عؔلی خان
MPA (400+ posts)
You’ve made some passionate arguments, but they collapse under basic scrutiny. Much of your position is built on linguistic manipulation, historical revisionism, and personal reinterpretation of core Islamic principles.
Let’s walk through this, point by point — not with emotionalism, but with evidence and clarity.
Yes, the Qur’an is complete — for its role as a divine book of guidance. But that does not mean it was meant to serve as a standalone manual of law and rituals.
Yes, the verse arises in a specific context — but the language is universal:
“Whatever the Messenger gives you, take it; and whatever he forbids you, abstain from it.”
(Qur’an 59:7)
This principle is timeless. Limiting commands only to the situation they were revealed in would dismantle nearly all Islamic rulings, including prayer, fasting, and inheritance. That’s not sound tafsir — that’s selective evasion.

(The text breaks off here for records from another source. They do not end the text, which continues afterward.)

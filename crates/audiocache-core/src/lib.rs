//! Audio cache core - the storage-agnostic engine behind the local audio cache.
//!
//! This crate owns the cache's data model and every algorithm that mutates it:
//!
//! - [`CacheKey`]: stable file-safe keys derived from source URLs
//! - [`CacheIndex`]: entry metadata plus the running size total, persisted via
//!   an [`IndexStore`]
//! - [`eviction`]: priority-weighted recency eviction and the shared removal
//!   primitive
//! - [`maintenance`]: TTL sweeping and storage reconciliation
//!
//! It performs no I/O of its own. Bytes move through a [`StoragePrimitives`]
//! implementation and time comes from a [`Clock`], both supplied by the host
//! (see the `audiocache-sdk` crate for the filesystem/HTTP implementations).
//!
//! # Architecture
//!
//! ```text
//! AudioCacheManager (sdk)
//!     ├─► CacheIndex ──► IndexStore (persist/load)
//!     ├─► eviction::ensure_space ─┐
//!     ├─► maintenance::{sweep_expired, reconcile}
//!     └─► StoragePrimitives ◄─────┘  (download, stat, copy, delete)
//! ```

pub mod budget;
pub mod clock;
pub mod entry;
pub mod error;
pub mod eviction;
pub mod http;
pub mod index;
pub mod key;
pub mod maintenance;
pub mod storage;

pub use budget::CacheBudget;
pub use clock::{Clock, ManualClock, SystemClock, DAY_MS};
pub use entry::{CacheEntry, Priority};
pub use error::{CacheError, CacheResult};
pub use eviction::{ensure_space, remove_entry, EvictionReport, RemovalCause};
pub use index::{CacheIndex, IndexStore, JsonFileIndexStore, MemoryIndexStore};
pub use key::CacheKey;
pub use maintenance::{reconcile, sweep_expired, ReconcileMode, ReconcileReport, SizeCorrection};
pub use storage::{FileStat, StoragePrimitives};
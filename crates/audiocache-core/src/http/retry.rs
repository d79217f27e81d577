//! Retry with exponential backoff and jitter for transient download failures.

use std::time::Duration;

const DEFAULT_MAX_ATTEMPTS: u32 = 3;
const DEFAULT_INITIAL_DELAY_MS: u32 = 2000;
const DEFAULT_MAX_DELAY_MS: u32 = 60000;
const DEFAULT_JITTER_FACTOR: f32 = 0.5;

/// Configuration for retry behavior.
///
/// The default is deliberately conservative: audio hosts are usually CDNs,
/// and a download that keeps failing should surface to the caller quickly.
#[derive(Debug, Clone)]
pub struct RetryPolicy {
    /// Maximum number of attempts (including the initial attempt).
    pub max_attempts: u32,
    /// Delay before the first retry in milliseconds.
    pub initial_delay_ms: u32,
    /// Upper bound on any single delay in milliseconds.
    pub max_delay_ms: u32,
    /// Jitter factor (0.0 to 1.0): delay is randomized by +/- (factor * delay).
    pub jitter_factor: f32,
}

impl Default for RetryPolicy {
    fn default() -> Self {
        Self {
            max_attempts: DEFAULT_MAX_ATTEMPTS,
            initial_delay_ms: DEFAULT_INITIAL_DELAY_MS,
            max_delay_ms: DEFAULT_MAX_DELAY_MS,
            jitter_factor: DEFAULT_JITTER_FACTOR,
        }
    }
}

impl RetryPolicy {
    /// A single attempt, no retries.
    pub fn no_retry() -> Self {
        Self {
            max_attempts: 1,
            initial_delay_ms: 0,
            max_delay_ms: 0,
            jitter_factor: 0.0,
        }
    }

    /// Delay before attempt `attempt` (0-indexed).
    ///
    /// `initial_delay * 2^(attempt - 1)`, capped at `max_delay`, then jittered.
    pub fn delay_for_attempt(&self, attempt: u32) -> Duration {
        if attempt == 0 {
            return Duration::ZERO;
        }

        let base_delay_ms = self
            .initial_delay_ms
            .saturating_mul(1 << (attempt - 1).min(10));
        let capped_delay_ms = base_delay_ms.min(self.max_delay_ms);

        let final_delay_ms = if self.jitter_factor > 0.0 {
            let jitter_range = (capped_delay_ms as f32 * self.jitter_factor) as u32;
            let jitter = random_u32() % (jitter_range * 2 + 1);
            capped_delay_ms
                .saturating_sub(jitter_range)
                .saturating_add(jitter)
        } else {
            capped_delay_ms
        };

        Duration::from_millis(final_delay_ms as u64)
    }
}

/// Errors that know whether another attempt could succeed.
pub trait RetryableError {
    /// True for transient failures: rate limiting, gateway errors, timeouts,
    /// DNS and connection failures. Client errors (4xx other than 429) are
    /// permanent.
    fn is_retryable(&self) -> bool;

    /// Server-requested delay (`Retry-After`), if any.
    fn retry_after(&self) -> Option<Duration>;
}

/// Outcome of [`with_retry`].
#[derive(Debug)]
pub enum RetryResult<T, E> {
    Success(T),
    /// Failed with a non-retryable error.
    Failure(E),
    /// Every attempt failed with a retryable error.
    Exhausted { last_error: E, attempts: u32 },
}

impl<T, E> RetryResult<T, E> {
    /// Collapses into a plain `Result`, reporting the last error on exhaustion.
    pub fn into_result(self) -> Result<T, E> {
        match self {
            RetryResult::Success(v) => Ok(v),
            RetryResult::Failure(e) => Err(e),
            RetryResult::Exhausted { last_error, .. } => Err(last_error),
        }
    }

    pub fn is_success(&self) -> bool {
        matches!(self, RetryResult::Success(_))
    }
}

/// Runs `operation` until it succeeds, fails permanently, or the policy runs
/// out of attempts. `cleanup` runs after every retryable failure (e.g. to
/// remove a partial download).
pub fn with_retry<T, E, F, C>(
    policy: &RetryPolicy,
    mut operation: F,
    mut cleanup: C,
) -> RetryResult<T, E>
where
    F: FnMut(u32) -> Result<T, E>,
    C: FnMut(&E),
    E: RetryableError,
{
    let attempts = policy.max_attempts.max(1);
    let mut attempt = 0;

    loop {
        let err = match operation(attempt) {
            Ok(result) => return RetryResult::Success(result),
            Err(err) if !err.is_retryable() => return RetryResult::Failure(err),
            Err(err) => err,
        };

        cleanup(&err);
        attempt += 1;
        if attempt >= attempts {
            return RetryResult::Exhausted {
                last_error: err,
                attempts,
            };
        }

        let delay = err
            .retry_after()
            .unwrap_or_else(|| policy.delay_for_attempt(attempt));
        if !delay.is_zero() {
            std::thread::sleep(delay);
        }
    }
}

/// Xorshift PRNG for jitter. Not cryptographic.
fn random_u32() -> u32 {
    use std::cell::Cell;
    use std::time::SystemTime;

    thread_local! {
        static STATE: Cell<u32> = Cell::new(
            SystemTime::now()
                .duration_since(SystemTime::UNIX_EPOCH)
                .map(|d| d.as_nanos() as u32 | 1)
                .unwrap_or(12345)
        );
    }

    STATE.with(|state| {
        let mut x = state.get();
        x ^= x << 13;
        x ^= x >> 17;
        x ^= x << 5;
        state.set(x);
        x
    })
}
//! In-memory collaborators for unit tests.

use std::collections::{HashMap, HashSet};
use std::path::{Path, PathBuf};
use std::sync::atomic::{AtomicUsize, Ordering};
use std::sync::{Arc, Mutex};

use audiocache_core::key::file_name_for;
use audiocache_core::{
    CacheBudget, CacheError, CacheResult, FileStat, ManualClock, MemoryIndexStore,
    StoragePrimitives,
};

use crate::remote::{
    ClientCacheInfo, IntegrityCacheInfo, IntegrityReport, RemoteAuthority, SyncAction,
    SyncManifest,
};
use crate::state::CacheState;

pub(crate) const DEFAULT_DOWNLOAD_SIZE: u64 = 10;

/// Storage whose files are a path -> size map. Downloads produce files of a
/// per-URL size (default [`DEFAULT_DOWNLOAD_SIZE`]).
#[derive(Default)]
pub(crate) struct MemStorage {
    files: Mutex<HashMap<PathBuf, u64>>,
    sizes: Mutex<HashMap<String, u64>>,
    failing: Mutex<HashSet<String>>,
    downloads: AtomicUsize,
}

impl MemStorage {
    pub(crate) fn set_size(&self, url: &str, size: u64) {
        self.sizes.lock().unwrap().insert(url.to_string(), size);
    }

    pub(crate) fn fail(&self, url: &str) {
        self.failing.lock().unwrap().insert(url.to_string());
    }

    /// Places a file for `key` at its storage path.
    pub(crate) fn put(&self, key: &str, size: u64) -> PathBuf {
        let path = self.storage_path(key);
        self.files.lock().unwrap().insert(path.clone(), size);
        path
    }

    pub(crate) fn exists(&self, key: &str) -> bool {
        self.files
            .lock()
            .unwrap()
            .contains_key(&self.storage_path(key))
    }

    pub(crate) fn wipe(&self, key: &str) {
        let path = self.storage_path(key);
        self.files.lock().unwrap().remove(&path);
    }

    pub(crate) fn downloads(&self) -> usize {
        self.downloads.load(Ordering::SeqCst)
    }

    pub(crate) fn file_count(&self) -> usize {
        self.files.lock().unwrap().len()
    }
}

impl StoragePrimitives for MemStorage {
    fn download(&self, url: &str) -> CacheResult<PathBuf> {
        if self.failing.lock().unwrap().contains(url) {
            return Err(CacheError::Download(format!("{}: unreachable", url)));
        }
        let n = self.downloads.fetch_add(1, Ordering::SeqCst);
        let size = self
            .sizes
            .lock()
            .unwrap()
            .get(url)
            .copied()
            .unwrap_or(DEFAULT_DOWNLOAD_SIZE);
        let path = PathBuf::from(format!("/tmp/download-{}", n));
        self.files.lock().unwrap().insert(path.clone(), size);
        Ok(path)
    }

    fn stat(&self, path: &Path) -> Option<FileStat> {
        self.files
            .lock()
            .unwrap()
            .get(path)
            .map(|size| FileStat { size_bytes: *size })
    }

    fn copy(&self, src: &Path, dst: &Path) -> CacheResult<()> {
        let mut files = self.files.lock().unwrap();
        let size = *files
            .get(src)
            .ok_or_else(|| CacheError::Storage(format!("{} missing", src.display())))?;
        files.insert(dst.to_path_buf(), size);
        Ok(())
    }

    fn delete(&self, path: &Path) -> CacheResult<()> {
        self.files.lock().unwrap().remove(path);
        Ok(())
    }

    fn storage_path(&self, key: &str) -> PathBuf {
        PathBuf::from("/cache").join(file_name_for(key))
    }
}

/// Remote authority that returns a fixed manifest and records uploads.
pub(crate) struct MockRemote {
    manifest: SyncManifest,
    failure: Option<String>,
    integrity: IntegrityReport,
    uploads: Mutex<Vec<ClientCacheInfo>>,
}

impl MockRemote {
    pub(crate) fn new(manifest: SyncManifest) -> Arc<Self> {
        Arc::new(Self {
            manifest,
            failure: None,
            integrity: IntegrityReport {
                is_valid: true,
                ..Default::default()
            },
            uploads: Mutex::new(Vec::new()),
        })
    }

    pub(crate) fn with_actions(actions: Vec<SyncAction>) -> Arc<Self> {
        Self::new(SyncManifest {
            actions,
            ..Default::default()
        })
    }

    pub(crate) fn failing(reason: &str) -> Arc<Self> {
        Arc::new(Self {
            manifest: SyncManifest::default(),
            failure: Some(reason.to_string()),
            integrity: IntegrityReport::default(),
            uploads: Mutex::new(Vec::new()),
        })
    }

    pub(crate) fn with_integrity(report: IntegrityReport) -> Arc<Self> {
        Arc::new(Self {
            manifest: SyncManifest::default(),
            failure: None,
            integrity: report,
            uploads: Mutex::new(Vec::new()),
        })
    }

    pub(crate) fn last_manifest(&self) -> Option<ClientCacheInfo> {
        self.uploads.lock().unwrap().last().cloned()
    }

    pub(crate) fn upload_count(&self) -> usize {
        self.uploads.lock().unwrap().len()
    }
}

impl RemoteAuthority for MockRemote {
    fn sync_manifest(&self, info: &ClientCacheInfo) -> anyhow::Result<SyncManifest> {
        self.uploads.lock().unwrap().push(info.clone());
        match &self.failure {
            Some(reason) => Err(anyhow::anyhow!("{}", reason)),
            None => Ok(self.manifest.clone()),
        }
    }

    fn validate_integrity(&self, _info: &IntegrityCacheInfo) -> anyhow::Result<IntegrityReport> {
        match &self.failure {
            Some(reason) => Err(anyhow::anyhow!("{}", reason)),
            None => Ok(self.integrity.clone()),
        }
    }
}

/// Fresh state over [`MemStorage`] and a [`ManualClock`] set to `now_ms`.
pub(crate) fn state_with(now_ms: u64) -> (CacheState, Arc<MemStorage>, Arc<ManualClock>) {
    let storage = Arc::new(MemStorage::default());
    let clock = Arc::new(ManualClock::new(now_ms));
    let state = CacheState::load(
        CacheBudget::default(),
        storage.clone(),
        Arc::new(MemoryIndexStore::new()),
        clock.clone(),
    );
    (state, storage, clock)
}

The Prophet was the tafsir. He lived the Qur’an, as Aisha (RA) said:
“His character was the Qur’an.”
(Sahih Muslim)
His khutbahs, decisions, practices, and interactions are the practical tafsir of the Book. The Qur’an gave the principles, the Prophet gave them legs to walk on.
You ask,
Because not every verse requires explanation. The Qur’an is often self-evident in belief, but requires the Sunnah for law and practice.
This is a gross distortion of Islamic history and Hadith sciences.
And yet, the entire preservation of the Qur’an itself relies on the same chain-based historical transmission — memorization, documentation, and verification by those who came after. You accept that for the Qur’an, but reject it for Hadith — why the double standard?
Because the Prophet's primary role was oral transmission in a predominantly oral society.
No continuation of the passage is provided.